● Raw data:
//! ts-translator
//!
//! Qt Linguist `.ts` 翻訳カタログの読み書き、翻訳ルックアップ、検査を行うライブラリ

pub mod cli;
pub mod config;
pub mod diagnostics;
pub mod format;
pub mod global;
pub mod indexer;
pub mod input;
pub mod ir;
pub mod plural;
pub mod stats;
mod test_utils;
pub mod translator;
pub mod ts;
pub mod types;

pub use global::{
    InstallError,
    install,
    installed,
    tr,
    tr_args,
    tr_n,
};
pub use translator::{
    Localizer,
    Translator,
};
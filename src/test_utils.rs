//! テスト用ユーティリティ関数
//!
//! 複数のテストモジュールで使用される共通のヘルパー関数を提供します。
#![cfg(test)]

use crate::input::CatalogFile;

/// `ProgressInfoWidget` コンテキストにメッセージを 1 つ持つ `.ts` ファイルの内容を作成する
///
/// # Arguments
/// * `language` - `language` 属性の値（例: "zh", "fr"）
/// * `source` - 原文
/// * `translation` - 訳文
pub(crate) fn catalog_xml(language: &str, source: &str, translation: &str) -> String {
    format!(
        r#"<?xml version="1.0" encoding="utf-8"?>
<!DOCTYPE TS>
<TS version="2.1" language="{language}">
<context>
    <name>ProgressInfoWidget</name>
    <message>
        <location filename="../src/Widgets/ProgressInfoWidget.ui" line="20"/>
        <source>{source}</source>
        <translation>{translation}</translation>
    </message>
</context>
</TS>
"#
    )
}

/// テスト用の `CatalogFile` を作成する
///
/// 内容が壊れている場合はパニックする。
#[allow(clippy::expect_used)]
pub(crate) fn create_catalog(path: &str, content: &str) -> CatalogFile {
    CatalogFile::parse(path, content).expect("test catalog should parse")
}
//! Workspace configuration (`.ts-translator.json`).
/// Config file loader
mod loader;
/// Configuration manager
mod manager;
/// Catalog file pattern matcher
mod matcher;
/// Configuration types and settings
mod types;

pub use loader::CONFIG_FILE_NAME;
pub use manager::ConfigManager;
pub use matcher::{
    FileMatcher,
    MatcherError,
    PatternSource,
};
pub use types::{
    ConfigError,
    DiagnosticsConfig,
    IndexingConfig,
    Severity,
    TranslationFilesConfig,
    TranslatorSettings,
    ValidationError,
};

● Exercise objective: Your reply must be a single number: the count of lines in the listing that hold "types".

● Task output: 4